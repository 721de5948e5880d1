//! C6: the B+-tree. Every operation takes a root page id identifying one
//! table's tree and a pager handle; the tree itself holds no state between
//! calls.

use crate::cell::Cell;
use crate::error::{Result, StorageError};
use crate::page::{Page, PageType, PAGE_HEADER_SIZE, SLOT_OFF_SIZE};
use crate::pager::Pager;
use log::{debug, trace};
use std::collections::VecDeque;

const MIN_CELLS_PER_PAGE: usize = 2;

/// The largest single cell (key + value + framing) any page can ever be
/// asked to hold, chosen so a split always produces two pages that can
/// each still fit the cell that triggered it.
pub fn max_cell_size(page_size: usize) -> usize {
    (page_size - PAGE_HEADER_SIZE - MIN_CELLS_PER_PAGE * SLOT_OFF_SIZE) / MIN_CELLS_PER_PAGE
}

/// Allocates a single leaf page and returns its id as a new table root.
pub fn create(pager: &mut Pager) -> Result<u32> {
    let page = pager.allocate_page(PageType::Leaf)?;
    Ok(page.id)
}

fn get_path(pager: &mut Pager, root_id: u32, key: &[u8]) -> Result<Vec<u32>> {
    let mut path = vec![root_id];
    let mut cur = pager.read_page(root_id)?;
    while !cur.is_leaf() {
        let idx = cur.descend_index(key);
        let child = if idx == cur.num_cells() {
            cur.last_ptr()
        } else {
            cur.child_at_slot(idx)
        };
        path.push(child);
        cur = pager.read_page(child)?;
    }
    Ok(path)
}

pub fn get(pager: &mut Pager, root_id: u32, key: &[u8]) -> Result<Vec<u8>> {
    let path = get_path(pager, root_id, key)?;
    let leaf = pager.read_page(*path.last().unwrap())?;
    match leaf.find_slot(key) {
        Ok(i) => Ok(leaf.value_at_slot(i).to_vec()),
        Err(_) => Err(StorageError::NotFound),
    }
}

/// A forward cursor over a tree's leaves in ascending key order, following
/// the `lastPtr` sibling chain. Borrows the pager for its lifetime; it is
/// undefined behavior to mutate the same tree while an iterator is live.
pub struct BTreeIterator<'a> {
    pager: &'a mut Pager,
    leaf: Page,
    slot: u16,
    last_key: Option<Vec<u8>>,
}

impl<'a> BTreeIterator<'a> {
    pub fn next(&mut self) -> Result<Option<Vec<u8>>> {
        while self.slot >= self.leaf.num_cells() {
            let next_leaf = self.leaf.last_ptr();
            if next_leaf == 0 {
                return Ok(None);
            }
            self.leaf = self.pager.read_page(next_leaf)?;
            self.slot = 0;
        }
        let value = self.leaf.value_at_slot(self.slot).to_vec();
        self.last_key = Some(self.leaf.key_at_slot(self.slot).to_vec());
        self.slot += 1;
        Ok(Some(value))
    }

    /// The key of the cell last returned by `next()`, or `None` before the
    /// first call.
    pub fn key(&self) -> Option<&[u8]> {
        self.last_key.as_deref()
    }
}

pub fn first(pager: &mut Pager, root_id: u32) -> Result<BTreeIterator<'_>> {
    let mut cur = pager.read_page(root_id)?;
    while !cur.is_leaf() {
        let child = if cur.num_cells() == 0 {
            cur.last_ptr()
        } else {
            cur.child_at_slot(0)
        };
        cur = pager.read_page(child)?;
    }
    Ok(BTreeIterator {
        pager,
        leaf: cur,
        slot: 0,
        last_key: None,
    })
}

/// Distributes `cells` between an old and a new page by accumulated byte
/// size rather than by count: the first cell whose admission would cross
/// `page_size - pageHeaderSize` becomes the new page's first cell.
/// When `max_cells` (the test-only fanout cap) is set, a page also closes
/// as soon as it reaches that many cells, whichever limit hits first.
/// Clamped so neither page is ever left empty.
fn space_aware_midpoint(cells: &[Cell], page_size: usize, max_cells: Option<u16>) -> usize {
    let fill_bound = page_size - PAGE_HEADER_SIZE;
    let mut used = 0usize;
    let mut mid = cells.len();
    for (i, c) in cells.iter().enumerate() {
        if let Some(cap) = max_cells {
            if i as u16 >= cap {
                mid = i;
                break;
            }
        }
        let cost = c.encoded_len() + SLOT_OFF_SIZE;
        if used + cost > fill_bound {
            mid = i;
            break;
        }
        used += cost;
    }
    if mid == cells.len() {
        mid = cells.len() - 1;
    }
    if mid == 0 {
        mid = 1;
    }
    mid
}

pub fn insert(pager: &mut Pager, root_id: u32, key: &[u8], value: &[u8]) -> Result<()> {
    insert_with_cap(pager, root_id, key, value, None)
}

/// Like `insert`, but accepts a soft per-page cell-count cap used only to
/// force small fanout in tests; production callers should go through
/// `insert` and leave this at `None`.
pub fn insert_with_cap(
    pager: &mut Pager,
    root_id: u32,
    key: &[u8],
    value: &[u8],
    max_cells: Option<u16>,
) -> Result<()> {
    let candidate_size = Cell::leaf_size(key, value);
    let max = max_cell_size(pager.page_size());
    if candidate_size > max {
        return Err(StorageError::CellTooLarge {
            size: candidate_size,
            max,
        });
    }

    let path = get_path(pager, root_id, key)?;
    let leaf_id = *path.last().unwrap();
    let mut leaf = pager.read_page(leaf_id)?;
    let i = match leaf.find_slot(key) {
        Ok(_) => return Err(StorageError::DuplicateKey),
        Err(i) => i,
    };

    let cell = Cell::Leaf {
        key: key.to_vec(),
        value: value.to_vec(),
    };
    match leaf.allocate_cell_bytes(cell.encoded_len(), max_cells) {
        Ok(off) => {
            leaf.insert_cell(&cell, i, off);
            pager.write_page(&leaf)?;
            Ok(())
        }
        Err(_needs_split) => split_leaf(pager, &path[..path.len() - 1], leaf, cell, i, max_cells),
    }
}

fn split_leaf(
    pager: &mut Pager,
    ancestors: &[u32],
    mut leaf: Page,
    new_cell: Cell,
    insert_at: u16,
    max_cells: Option<u16>,
) -> Result<()> {
    let mut cells: Vec<Cell> = (0..leaf.num_cells()).map(|i| leaf.cell_at_slot(i)).collect();
    cells.insert(insert_at as usize, new_cell);

    let mid = space_aware_midpoint(&cells, leaf.page_size(), max_cells);

    let old_lastptr = leaf.last_ptr();
    let mut new_leaf = pager.allocate_page(PageType::Leaf)?;
    new_leaf.set_last_ptr(old_lastptr);

    leaf.reset(PageType::Leaf);
    leaf.set_last_ptr(new_leaf.id);

    for (i, c) in cells[..mid].iter().enumerate() {
        let off = leaf
            .allocate_cell_bytes(c.encoded_len(), max_cells)
            .ok()
            .expect("space-aware midpoint guarantees the left half fits");
        leaf.insert_cell(c, i as u16, off);
    }
    for (i, c) in cells[mid..].iter().enumerate() {
        let off = new_leaf
            .allocate_cell_bytes(c.encoded_len(), max_cells)
            .ok()
            .expect("space-aware midpoint guarantees the right half fits");
        new_leaf.insert_cell(c, i as u16, off);
    }

    debug!(
        "split leaf {} into {} ({} cells) and {} ({} cells)",
        leaf.id,
        leaf.id,
        mid,
        new_leaf.id,
        cells.len() - mid
    );

    pager.write_page(&leaf)?;
    pager.write_page(&new_leaf)?;

    let separator = cells[mid].key().to_vec();
    interior_insert(pager, ancestors, leaf.id, &separator, new_leaf.id, max_cells)
}

/// Retargets the pointer in `left_child`'s parent to `new_right_child` and
/// inserts a cell `(separator, left_child)` in its place, splitting the
/// parent (and recursing toward the root) if it doesn't fit. If `ancestors`
/// is empty, `left_child` IS the current root and a new root is created.
fn interior_insert(
    pager: &mut Pager,
    ancestors: &[u32],
    left_child: u32,
    separator: &[u8],
    new_right_child: u32,
    max_cells: Option<u16>,
) -> Result<()> {
    if ancestors.is_empty() {
        let mut root = pager.read_page(left_child)?;
        let promoted_id = pager.allocate_page(root.page_type())?.id;
        let promoted = root.clone_with_id(promoted_id);
        pager.write_page(&promoted)?;

        root.reset(PageType::Interior);
        root.set_last_ptr(new_right_child);
        let cell = Cell::Interior {
            key: separator.to_vec(),
            child: promoted.id,
        };
        let off = root
            .allocate_cell_bytes(cell.encoded_len(), None)
            .ok()
            .expect("a single cell always fits a freshly reset root page");
        root.insert_cell(&cell, 0, off);
        pager.write_page(&root)?;
        debug!("grew tree height: root {} now an interior page", root.id);
        return Ok(());
    }

    let parent_id = *ancestors.last().unwrap();
    let mut parent = pager.read_page(parent_id)?;
    let i = parent.upper_bound(separator)?;
    if i == parent.num_cells() {
        parent.set_last_ptr(new_right_child);
    } else {
        parent.set_child_at_slot(i, new_right_child);
    }

    let cell = Cell::Interior {
        key: separator.to_vec(),
        child: left_child,
    };
    match parent.allocate_cell_bytes(cell.encoded_len(), max_cells) {
        Ok(off) => {
            parent.insert_cell(&cell, i, off);
            pager.write_page(&parent)?;
            Ok(())
        }
        Err(_needs_split) => split_interior(
            pager,
            &ancestors[..ancestors.len() - 1],
            parent,
            cell,
            i,
            max_cells,
        ),
    }
}

fn split_interior(
    pager: &mut Pager,
    ancestors: &[u32],
    mut parent: Page,
    new_cell: Cell,
    insert_at: u16,
    max_cells: Option<u16>,
) -> Result<()> {
    // The trailing pointer of the combined cell sequence: already retargeted
    // by the caller, so it equals `new_right_child` exactly when the
    // insertion point was the tail, and the untouched original lastPtr
    // otherwise — in both cases this is the correct pointer for whichever
    // half ends up owning "everything past the last cell".
    let trailing = parent.last_ptr();

    let mut cells: Vec<Cell> = (0..parent.num_cells())
        .map(|i| parent.cell_at_slot(i))
        .collect();
    cells.insert(insert_at as usize, new_cell);

    let mid = space_aware_midpoint(&cells, parent.page_size(), max_cells);
    let promoted = cells[mid].clone();
    let (promoted_key, promoted_child) = match promoted {
        Cell::Interior { key, child } => (key, child),
        Cell::Leaf { .. } => unreachable!("interior split only ever handles interior cells"),
    };

    let left_cells = &cells[..mid];
    let right_cells = &cells[mid + 1..];

    let mut new_parent = pager.allocate_page(PageType::Interior)?;

    parent.reset(PageType::Interior);
    parent.set_last_ptr(promoted_child);
    for (i, c) in left_cells.iter().enumerate() {
        let off = parent
            .allocate_cell_bytes(c.encoded_len(), max_cells)
            .ok()
            .expect("space-aware midpoint guarantees the left half fits");
        parent.insert_cell(c, i as u16, off);
    }

    new_parent.set_last_ptr(trailing);
    for (i, c) in right_cells.iter().enumerate() {
        let off = new_parent
            .allocate_cell_bytes(c.encoded_len(), max_cells)
            .ok()
            .expect("space-aware midpoint guarantees the right half fits");
        new_parent.insert_cell(c, i as u16, off);
    }

    debug!(
        "split interior {} into {} ({} cells) and {} ({} cells), promoting 1 cell",
        parent.id,
        parent.id,
        left_cells.len(),
        new_parent.id,
        right_cells.len()
    );

    pager.write_page(&parent)?;
    pager.write_page(&new_parent)?;

    interior_insert(
        pager,
        ancestors,
        parent.id,
        &promoted_key,
        new_parent.id,
        max_cells,
    )
}

pub fn delete(pager: &mut Pager, root_id: u32, key: &[u8]) -> Result<()> {
    let path = get_path(pager, root_id, key)?;
    let leaf_id = *path.last().unwrap();
    let mut leaf = pager.read_page(leaf_id)?;
    match leaf.find_slot(key) {
        Ok(i) => {
            leaf.remove_cell(i);
            pager.write_page(&leaf)?;
            Ok(())
        }
        Err(_) => Err(StorageError::NotFound),
    }
}

fn bfs_children(pager: &mut Pager, root_id: u32) -> Result<(Vec<u32>, u64, Vec<(Vec<u8>, Vec<u8>)>)> {
    let mut queue = VecDeque::new();
    queue.push_back(root_id);
    let mut visited = Vec::new();
    let mut row_count = 0u64;
    let mut cells = Vec::new();
    while let Some(id) = queue.pop_front() {
        let page = pager.read_page(id)?;
        if page.is_leaf() {
            row_count += page.num_cells() as u64;
            for i in 0..page.num_cells() {
                cells.push((page.key_at_slot(i).to_vec(), page.value_at_slot(i).to_vec()));
            }
        } else {
            for i in 0..page.num_cells() {
                queue.push_back(page.child_at_slot(i));
            }
            if page.last_ptr() != 0 {
                queue.push_back(page.last_ptr());
            }
        }
        visited.push(id);
    }
    Ok((visited, row_count, cells))
}

pub fn delete_tree(pager: &mut Pager, root_id: u32) -> Result<u64> {
    let (visited, row_count, _cells) = bfs_children(pager, root_id)?;
    for id in visited {
        pager.free_page(id)?;
    }
    trace!("deleted tree rooted at {root_id}, {row_count} rows");
    Ok(row_count)
}

pub fn truncate_tree(pager: &mut Pager, root_id: u32) -> Result<u64> {
    let (visited, row_count, _cells) = bfs_children(pager, root_id)?;
    for id in visited {
        if id != root_id {
            pager.free_page(id)?;
        }
    }
    let mut root = pager.read_page(root_id)?;
    root.reset(PageType::Leaf);
    pager.write_page(&root)?;
    trace!("truncated tree rooted at {root_id}, {row_count} rows");
    Ok(row_count)
}

pub fn rebuild_tree(pager: &mut Pager, root_id: u32) -> Result<()> {
    let (visited, _row_count, cells) = bfs_children(pager, root_id)?;
    for id in visited {
        if id != root_id {
            pager.free_page(id)?;
        }
    }
    let mut root = pager.read_page(root_id)?;
    root.reset(PageType::Leaf);
    pager.write_page(&root)?;

    let n = cells.len();
    for (key, value) in cells {
        insert(pager, root_id, &key, &value)?;
    }
    debug!("rebuilt tree rooted at {root_id}, re-inserted {n} rows");
    Ok(())
}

Work instructions ::
Output, please, only the lines running from the start of the entries through the line that contains "cur.child_at_slot(idx)", including both of those lines.

Answer section ::
repository 721de5948e5880d1
//! C6: the B+-tree. Every operation takes a root page id identifying one
//! table's tree and a pager handle; the tree itself holds no state between
//! calls.

use crate::cell::Cell;
use crate::error::{Result, StorageError};
use crate::page::{Page, PageType, PAGE_HEADER_SIZE, SLOT_OFF_SIZE};
use crate::pager::Pager;
use log::{debug, trace};
use std::collections::VecDeque;

const MIN_CELLS_PER_PAGE: usize = 2;

/// The largest single cell (key + value + framing) any page can ever be
/// asked to hold, chosen so a split always produces two pages that can
/// each still fit the cell that triggered it.
pub fn max_cell_size(page_size: usize) -> usize {
    (page_size - PAGE_HEADER_SIZE - MIN_CELLS_PER_PAGE * SLOT_OFF_SIZE) / MIN_CELLS_PER_PAGE
}

/// Allocates a single leaf page and returns its id as a new table root.
pub fn create(pager: &mut Pager) -> Result<u32> {
    let page = pager.allocate_page(PageType::Leaf)?;
    Ok(page.id)
}

fn get_path(pager: &mut Pager, root_id: u32, key: &[u8]) -> Result<Vec<u32>> {
    let mut path = vec![root_id];
    let mut cur = pager.read_page(root_id)?;
    while !cur.is_leaf() {
        let idx = cur.descend_index(key);
        let child = if idx == cur.num_cells() {
            cur.last_ptr()
        } else {
            cur.child_at_slot(idx)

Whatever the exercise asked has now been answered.